(Saved entries)
::::::::
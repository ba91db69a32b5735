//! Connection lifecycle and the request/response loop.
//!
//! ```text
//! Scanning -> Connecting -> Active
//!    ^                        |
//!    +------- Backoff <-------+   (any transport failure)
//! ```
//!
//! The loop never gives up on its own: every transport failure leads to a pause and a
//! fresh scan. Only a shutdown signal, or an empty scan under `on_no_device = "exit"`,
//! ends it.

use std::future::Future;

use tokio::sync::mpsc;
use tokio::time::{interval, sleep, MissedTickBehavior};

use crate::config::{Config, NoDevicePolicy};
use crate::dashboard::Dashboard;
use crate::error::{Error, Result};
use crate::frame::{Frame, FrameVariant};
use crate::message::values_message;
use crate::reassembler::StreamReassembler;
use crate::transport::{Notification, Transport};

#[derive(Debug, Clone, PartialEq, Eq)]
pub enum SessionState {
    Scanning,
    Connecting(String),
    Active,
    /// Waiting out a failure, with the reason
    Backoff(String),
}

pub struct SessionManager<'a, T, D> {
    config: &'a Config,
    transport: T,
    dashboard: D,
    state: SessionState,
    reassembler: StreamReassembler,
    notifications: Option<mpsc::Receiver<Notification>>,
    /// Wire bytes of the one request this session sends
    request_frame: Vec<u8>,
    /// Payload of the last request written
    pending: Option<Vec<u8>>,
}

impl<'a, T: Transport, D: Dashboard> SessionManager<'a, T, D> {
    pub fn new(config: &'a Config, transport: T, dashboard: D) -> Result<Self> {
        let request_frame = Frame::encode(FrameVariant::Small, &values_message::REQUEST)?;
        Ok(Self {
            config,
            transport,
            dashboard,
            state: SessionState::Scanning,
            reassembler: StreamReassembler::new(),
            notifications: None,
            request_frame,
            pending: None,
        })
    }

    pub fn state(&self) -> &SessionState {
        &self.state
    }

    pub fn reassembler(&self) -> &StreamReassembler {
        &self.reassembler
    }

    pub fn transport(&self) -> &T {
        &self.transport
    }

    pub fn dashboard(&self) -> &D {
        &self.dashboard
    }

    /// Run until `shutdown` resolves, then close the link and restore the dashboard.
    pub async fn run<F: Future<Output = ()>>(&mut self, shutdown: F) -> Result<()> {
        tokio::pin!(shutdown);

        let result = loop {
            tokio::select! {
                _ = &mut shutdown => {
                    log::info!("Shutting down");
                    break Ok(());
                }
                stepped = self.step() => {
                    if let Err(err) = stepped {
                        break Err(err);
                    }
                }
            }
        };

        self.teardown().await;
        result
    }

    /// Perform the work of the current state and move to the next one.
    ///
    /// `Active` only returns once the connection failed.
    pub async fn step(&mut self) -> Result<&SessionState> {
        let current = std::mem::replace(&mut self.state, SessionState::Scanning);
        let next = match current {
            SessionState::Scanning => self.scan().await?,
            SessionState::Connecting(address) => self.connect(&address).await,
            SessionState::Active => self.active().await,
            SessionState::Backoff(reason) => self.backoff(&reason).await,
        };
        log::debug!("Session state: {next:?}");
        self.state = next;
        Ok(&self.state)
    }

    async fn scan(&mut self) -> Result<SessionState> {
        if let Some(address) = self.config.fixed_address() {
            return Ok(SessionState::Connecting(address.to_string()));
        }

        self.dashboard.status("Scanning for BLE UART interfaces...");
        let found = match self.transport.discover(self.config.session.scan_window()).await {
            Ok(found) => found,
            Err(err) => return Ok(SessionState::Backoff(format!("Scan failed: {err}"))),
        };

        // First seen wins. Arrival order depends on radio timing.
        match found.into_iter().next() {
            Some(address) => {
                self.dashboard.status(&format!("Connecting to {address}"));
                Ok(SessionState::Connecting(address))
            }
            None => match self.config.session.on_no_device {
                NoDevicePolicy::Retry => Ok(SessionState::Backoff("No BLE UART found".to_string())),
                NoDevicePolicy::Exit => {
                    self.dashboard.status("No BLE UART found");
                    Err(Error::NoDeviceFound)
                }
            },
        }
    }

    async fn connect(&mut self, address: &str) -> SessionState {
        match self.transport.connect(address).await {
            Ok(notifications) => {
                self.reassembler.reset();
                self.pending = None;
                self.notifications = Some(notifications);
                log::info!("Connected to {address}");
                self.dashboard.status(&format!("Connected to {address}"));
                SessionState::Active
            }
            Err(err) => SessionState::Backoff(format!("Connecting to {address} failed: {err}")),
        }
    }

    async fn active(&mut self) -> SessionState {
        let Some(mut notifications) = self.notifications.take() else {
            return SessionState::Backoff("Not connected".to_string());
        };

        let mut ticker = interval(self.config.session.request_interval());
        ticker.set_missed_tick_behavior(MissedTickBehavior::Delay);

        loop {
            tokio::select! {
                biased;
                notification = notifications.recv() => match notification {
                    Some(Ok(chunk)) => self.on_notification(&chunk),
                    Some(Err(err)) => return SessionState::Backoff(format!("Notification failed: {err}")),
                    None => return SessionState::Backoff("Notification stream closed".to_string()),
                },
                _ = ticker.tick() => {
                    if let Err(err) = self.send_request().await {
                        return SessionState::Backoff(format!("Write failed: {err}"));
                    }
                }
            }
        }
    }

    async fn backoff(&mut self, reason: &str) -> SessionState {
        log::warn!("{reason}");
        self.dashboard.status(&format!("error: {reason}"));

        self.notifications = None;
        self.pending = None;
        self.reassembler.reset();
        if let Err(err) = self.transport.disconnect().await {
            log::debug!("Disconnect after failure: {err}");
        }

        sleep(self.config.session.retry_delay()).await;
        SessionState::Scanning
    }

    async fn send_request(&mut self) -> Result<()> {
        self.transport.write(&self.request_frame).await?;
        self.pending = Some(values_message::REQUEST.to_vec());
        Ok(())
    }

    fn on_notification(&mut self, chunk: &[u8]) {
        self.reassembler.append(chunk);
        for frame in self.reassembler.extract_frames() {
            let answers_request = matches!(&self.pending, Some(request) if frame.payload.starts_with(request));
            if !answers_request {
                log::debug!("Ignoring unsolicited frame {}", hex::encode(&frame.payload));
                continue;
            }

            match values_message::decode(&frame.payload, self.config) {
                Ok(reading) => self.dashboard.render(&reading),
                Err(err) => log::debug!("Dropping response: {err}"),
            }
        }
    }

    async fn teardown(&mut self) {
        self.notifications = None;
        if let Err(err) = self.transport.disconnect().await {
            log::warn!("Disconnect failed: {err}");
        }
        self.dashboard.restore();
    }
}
::::::::
What to work on - Your answer must be a single number: how many lines of the records contain the word "ticker".

Result - 3